Palestinian German are also second class citizens
Germany’s hierarchy does not end with refugees. Even German citizens themselves are not equal. Berlin did not attempt to evacuate Germans of Palestinian descent from Gaza, despite the fact that protecting citizens abroad is one of the core responsibilities of the Foreign Office.

One case among many is that of Abdul Al-Najjar. Originally from Gaza, he studied in West Germany, built a family here, held a German passport, and ran a taxi company in the City of Bochum. Shortly before the genocide, he traveled to Gaza to care for a sick relative. He never made it home. All attempts to leave failed.

On June 2, 2025, hope finally seemed near: the 77-year-old reached the Red Crescent in Ramallah and told his wife he felt confident he would soon return. Less than 48 hours later, he was dead. IDF soldiers stormed his house, ransacked it, and he hid in the basement in terror. Aid workers found his body only after soldiers finally let them pass. He had been riddled with bullets, his limbs broken, his skull crushed.

No German official has expressed condolences to his family. Whether they criticized Israel for killing a German citizen is unknown – though unlikely. Authorities are also denying his widow a pension because they deem a copy of his death certificate insufficient. They demand the original by mail from Gaza. German bureaucracy remains as inhumane as ever.

Yet when political will exists, things move quickly: Germany has granted fast-track citizenship – in absentia, which is normally very unusual– to several Israelis captured during the “Al-Aqsa Flood” operation and held in Gaza. This allowed the government to loudly campaign for these “German hostages.” It is another example of the German ruling class’s absurd over-identification with Israel, and a grotesque attempt to position themselves among the “victims.”

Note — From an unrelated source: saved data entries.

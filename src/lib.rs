//! Multi-source lyrics resolution: reads track identity from audio tags,
//! tries an ordered chain of lyrics providers, and writes the result as an
//! LRC file and/or embedded tag.

pub mod batch;
pub mod config;
pub mod errors;
pub mod lyrics;
pub mod providers;
pub mod tags;
pub mod utils;

#[cfg(test)]
pub(crate) mod test_support;

pub use errors::{LyricsFinderError, Result};
use clap::{Parser, Subcommand};
use lyrics_finder::batch::{BatchController, BatchEvent, BatchRun, BatchRunner, RunOutcome, TracingSink};
use lyrics_finder::config::{Config, GENIUS_TOKEN_ENV};
use lyrics_finder::errors::Result;
use lyrics_finder::lyrics::{generate, LookupQuery, LyricsDocument};
use lyrics_finder::providers::{LyricsResolver, Resolution, TrackResolver};
use lyrics_finder::utils::{HttpFetch, HttpSession};
use std::path::PathBuf;
use std::sync::Arc;

/// Lyrics Finder - fetch lyrics for a music folder and save them as LRC files or embedded tags
#[derive(Parser)]
#[command(name = "lyrics-finder")]
#[command(about = "Resolve lyrics from several sources and save them next to or inside audio files")]
#[command(version)]
pub struct Cli {
    /// Enable debug logging
    #[arg(short, long, global = true)]
    pub verbose: bool,

    #[command(subcommand)]
    pub command: Commands,
}

#[derive(Subcommand)]
pub enum Commands {
    /// Find lyrics for every audio file under a folder
    Scan {
        /// Music folder (searched recursively)
        folder: PathBuf,

        /// Do not write .lrc files
        #[arg(long)]
        no_lrc: bool,

        /// Embed lyrics into the audio files' tags
        #[arg(long)]
        embed: bool,

        /// Re-fetch lyrics even when a file already has embedded lyrics
        #[arg(long)]
        no_skip_embedded: bool,

        /// Replace existing .lrc files
        #[arg(long)]
        overwrite_lrc: bool,

        /// Genius API access token (overrides environment and config)
        #[arg(long)]
        api_key: Option<String>,
    },

    /// Look up lyrics for a single song and print them
    Lookup {
        /// Artist name
        #[arg(short, long, default_value = "")]
        artist: String,

        /// Song title
        #[arg(short, long)]
        title: String,

        /// Print as LRC instead of plain text
        #[arg(long)]
        lrc: bool,

        /// Genius API access token (overrides environment and config)
        #[arg(long)]
        api_key: Option<String>,
    },

    /// Configure application settings
    Config {
        #[command(subcommand)]
        command: ConfigCommands,
    },
}

#[derive(Subcommand, Clone)]
pub enum ConfigCommands {
    /// Show current configuration
    Show,

    /// Store the Genius API access token
    SetToken {
        /// Access token
        token: String,
    },

    /// Remove the stored Genius API access token
    ClearToken,

    /// Reset to default settings
    Reset,
}

impl Cli {
    /// Parse command line arguments
    pub fn parse() -> Self {
        <Cli as clap::Parser>::parse()
    }

    /// Execute the CLI command
    pub async fn execute(self, config: Config) -> Result<()> {
        match self.command {
            Commands::Scan {
                folder,
                no_lrc,
                embed,
                no_skip_embedded,
                overwrite_lrc,
                api_key,
            } => {
                let mut policy = config.output;
                policy.write_lrc &= !no_lrc;
                policy.embed_in_file |= embed;
                policy.skip_if_embedded &= !no_skip_embedded;
                policy.skip_if_lrc_exists &= !overwrite_lrc;

                let run = BatchRun {
                    root_folder: folder,
                    output_policy: policy,
                };
                handle_scan(&config, run, api_key.as_deref()).await
            }
            Commands::Lookup {
                artist,
                title,
                lrc,
                api_key,
            } => handle_lookup(&config, &artist, &title, lrc, api_key.as_deref()).await,
            Commands::Config { command } => handle_config(config, command),
        }
    }
}

fn build_resolver(config: &Config, api_key: Option<&str>) -> Result<LyricsResolver> {
    let token = config.resolve_token(api_key);
    if token.is_none() {
        tracing::info!("No Genius API token set; the API source is disabled");
    }

    let session: Arc<dyn HttpFetch> = Arc::new(HttpSession::new(&config.http)?);
    Ok(LyricsResolver::with_session(session, token, &config.search))
}

async fn handle_scan(config: &Config, run: BatchRun, api_key: Option<&str>) -> Result<()> {
    println!("Scanning: {}", run.root_folder.display());
    println!("Write LRC files: {}", run.output_policy.write_lrc);
    println!("Embed lyrics: {}", run.output_policy.embed_in_file);

    let resolver = build_resolver(config, api_key)?;
    let controller = Arc::new(BatchController::new(Arc::new(resolver), config.http.track_delay()));

    let runner = BatchRunner::new();
    let mut handle = runner.start(controller, run)?;

    let cancel = handle.cancel_token();
    tokio::spawn(async move {
        if tokio::signal::ctrl_c().await.is_ok() {
            eprintln!("Stop requested, finishing the current track...");
            cancel.cancel();
        }
    });

    while let Some(event) = handle.next_event().await {
        if let BatchEvent::Status(message) = event {
            println!("{}", message);
        }
    }

    match handle.wait().await? {
        RunOutcome::Completed(summary) => println!("Completed: {}", summary),
        RunOutcome::Stopped(summary) => println!("Stopped by user: {}", summary),
    }

    Ok(())
}

async fn handle_lookup(config: &Config, artist: &str, title: &str, lrc: bool, api_key: Option<&str>) -> Result<()> {
    let query = LookupQuery::new(artist, title);
    if query.title().is_empty() {
        eprintln!("Nothing to look up: the title is empty after cleanup");
        return Ok(());
    }

    let resolver = build_resolver(config, api_key)?;
    match resolver.resolve(&query, &TracingSink).await {
        Resolution::Found(result) => {
            let document = LyricsDocument::from_raw(&result.raw_lyrics);
            eprintln!("Found lyrics for {} via {} ({})", query, result.host_label, result.source);
            if lrc {
                println!("{}", generate(&document).render());
            } else {
                println!("{}", document.plain_text());
            }
        }
        Resolution::Exhausted => eprintln!("No lyrics found for {}", query),
    }

    Ok(())
}

fn handle_config(mut config: Config, command: ConfigCommands) -> Result<()> {
    match command {
        ConfigCommands::Show => {
            println!("Current configuration ({}):", Config::settings_path()?.display());
            let token_state = if config.genius_access_token.is_some() {
                "Set"
            } else if std::env::var(GENIUS_TOKEN_ENV).is_ok() {
                "From environment"
            } else {
                "Not set"
            };
            println!("  Genius API token: {}", token_state);
            println!("  Write LRC files: {}", config.output.write_lrc);
            println!("  Embed lyrics: {}", config.output.embed_in_file);
            println!("  Skip files with embedded lyrics: {}", config.output.skip_if_embedded);
            println!("  Skip files with existing LRC: {}", config.output.skip_if_lrc_exists);
            println!(
                "  Search pacing: {}-{} ms",
                config.http.search_delay_min_ms, config.http.search_delay_max_ms
            );
            println!("  Delay between tracks: {} ms", config.http.track_delay_ms);
            println!("  Search endpoint: {}", config.search.endpoint);
            println!("  Search match mode: {}", config.search.match_mode);
        }
        ConfigCommands::SetToken { token } => {
            config.genius_access_token = Some(token);
            config.save()?;
            println!("Genius API token saved");
        }
        ConfigCommands::ClearToken => {
            config.genius_access_token = None;
            config.save()?;
            println!("Genius API token removed");
        }
        ConfigCommands::Reset => {
            Config::default().save()?;
            println!("Configuration reset to defaults");
        }
    }

    Ok(())
}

German barbarism, unmasked
For more than two years, Germany has actively supported Israel’s genocide in Gaza: in October 2023 it increased arms exports to Israel tenfold, making itself Tel Aviv’s second-largest weapons supplier after the U.S. It has consistently framed the slaughter of tens of thousands in Gaza as “self-defense” and defended it against all criticism. For this, Germany now stands accused at the ICJ, after Nicaragua charged it with aiding genocide in April 2024. Domestically, Germany has crushed dissent with police violence, criminal prosecution, censorship, bans, and deportations. Criticism of this repression now comes not only from human rights organizations but from the EU and the UN as well.

Some may have expected that this policy would eventually soften, because of the ICJ proceedings, mounting international pressure, or the so-called ceasefire. Since the adoption of the so-called “Trump Plan,” Germany has attempted to impose silence over Gaza. Chancellor Friedrich Merz immediately declared there was no longer any reason to protest for Palestine. Fortunately, tens of thousands took to the streets the very next day. Germany has since reversed even the modest restrictions it briefly imposed on arms deliveries to Israel in August.

One might have expected at least a return to the pre-October 7 “normality”: weapons for Israel, ignoring apartheid, verbally condemning settlement expansion, alongside some humanitarian aid to obscure Germany’s complicity in mass death, physical and psychological trauma, and total devastation. That hypocrisy would have been seized upon and – rightly – criticized by the Palestine solidarity movement. But the government did not even bother to create this facade. Much like in Trump’s America, the shamelessness of Germany’s ruling class now surpasses the “imperialism with a human face” of previous decades. There is no hypocrisy left.